» **EXERCISE**
Your reply should hold only the lines from the records below where "BTreeMap" occurs.

===== DATA RECORDS

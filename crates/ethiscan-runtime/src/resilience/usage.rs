//! Token usage accounting for LLM calls.
//!
//! Usage is tracked per pipeline stage and in total, so the CLI can report
//! what a run cost.

use ethiscan_core::Stage;
use parking_lot::RwLock;
use serde::{Deserialize, Serialize};
use std::collections::BTreeMap;

use crate::providers::TokenUsage;

/// Accumulated LLM usage.
#[derive(Debug, Clone, Default, PartialEq, Serialize, Deserialize)]
pub struct LlmUsage {
    pub total_tokens: u32,

    /// Prompt/input tokens
    pub prompt_tokens: u32,

    /// Completion/output tokens
    pub completion_tokens: u32,

    /// Number of LLM calls that reached the provider
    pub llm_calls: u32,

    /// Answers served from the response cache
    pub cache_hits: u32,

    /// Estimated cost in USD
    pub estimated_cost: f64,
}

impl LlmUsage {
    /// Add token usage from a provider response.
    pub fn add(&mut self, usage: &TokenUsage, model: &str) {
        self.prompt_tokens += usage.prompt_tokens;
        self.completion_tokens += usage.completion_tokens;
        self.total_tokens += usage.total();
        self.llm_calls += 1;
        self.estimated_cost += Self::estimate_cost(usage, model);
    }

    fn estimate_cost(usage: &TokenUsage, model: &str) -> f64 {
        // USD per million tokens
        let (input_rate, output_rate) = match model {
            m if m.contains("gpt-4o-mini") => (0.15, 0.6),
            m if m.contains("gpt-4o") => (2.5, 10.0),
            m if m.contains("haiku") => (1.0, 5.0),
            m if m.contains("opus") => (5.0, 25.0),
            m if m.contains("sonnet") => (3.0, 15.0),
            _ => (0.15, 0.6),
        };

        let input_cost = (usage.prompt_tokens as f64 / 1_000_000.0) * input_rate;
        let output_cost = (usage.completion_tokens as f64 / 1_000_000.0) * output_rate;
        input_cost + output_cost
    }
}

/// Usage tracker shared by every task of a run.
#[derive(Debug, Default)]
pub struct UsageTracker {
    by_stage: RwLock<BTreeMap<Stage, LlmUsage>>,
}

impl UsageTracker {
    pub fn new() -> Self {
        Self::default()
    }

    /// Record usage after a provider call.
    pub fn record(&self, stage: Stage, usage: &TokenUsage, model: &str) {
        self.by_stage
            .write()
            .entry(stage)
            .or_default()
            .add(usage, model);
    }

    pub fn record_cache_hit(&self, stage: Stage) {
        self.by_stage.write().entry(stage).or_default().cache_hits += 1;
    }

    /// Usage for one stage.
    pub fn stage(&self, stage: Stage) -> LlmUsage {
        self.by_stage.read().get(&stage).cloned().unwrap_or_default()
    }

    /// Usage per stage, in pipeline order.
    pub fn by_stage(&self) -> BTreeMap<Stage, LlmUsage> {
        self.by_stage.read().clone()
    }

    /// Sum over every stage.
    pub fn total(&self) -> LlmUsage {
        let guard = self.by_stage.read();
        guard.values().fold(LlmUsage::default(), |mut acc, u| {
            acc.total_tokens += u.total_tokens;
            acc.prompt_tokens += u.prompt_tokens;
            acc.completion_tokens += u.completion_tokens;
            acc.llm_calls += u.llm_calls;
            acc.cache_hits += u.cache_hits;
            acc.estimated_cost += u.estimated_cost;
            acc
        })
    }
}

#[cfg(test)]
mod tests {
    use super::*;

    fn usage(prompt: u32, completion: u32) -> TokenUsage {
        TokenUsage {
            prompt_tokens: prompt,
            completion_tokens: completion,
        }
    }

    #[test]
    fn test_usage_accumulates_per_stage() {
        let tracker = UsageTracker::new();
        tracker.record(Stage::ServiceAnalysis, &usage(1000, 200), "gpt-4o-mini");
        tracker.record(Stage::ToxicClauseDetection, &usage(500, 100), "gpt-4o-mini");
        tracker.record(Stage::ToxicClauseDetection, &usage(500, 100), "gpt-4o-mini");
        tracker.record_cache_hit(Stage::ToxicClauseDetection);

        let toxic = tracker.stage(Stage::ToxicClauseDetection);
        assert_eq!(toxic.llm_calls, 2);
        assert_eq!(toxic.total_tokens, 1200);
        assert_eq!(toxic.cache_hits, 1);

        let total = tracker.total();
        assert_eq!(total.llm_calls, 3);
        assert_eq!(total.prompt_tokens, 2000);
        assert_eq!(total.completion_tokens, 400);
    }

    #[test]
    fn test_cost_estimate() {
        let mut llm = LlmUsage::default();
        llm.add(&usage(1_000_000, 1_000_000), "gpt-4o-mini");
        assert!((llm.estimated_cost - 0.75).abs() < 1e-9);
    }

    #[test]
    fn test_unknown_stage_is_empty() {
        let tracker = UsageTracker::new();
        assert_eq!(tracker.stage(Stage::ReportComposition), LlmUsage::default());
        assert!(tracker.by_stage().is_empty());
    }
}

==========

» **ANSWER FOR THIS EXERCISE**
use std::collections::BTreeMap;
    by_stage: RwLock<BTreeMap<Stage, LlmUsage>>,
    pub fn by_stage(&self) -> BTreeMap<Stage, LlmUsage> {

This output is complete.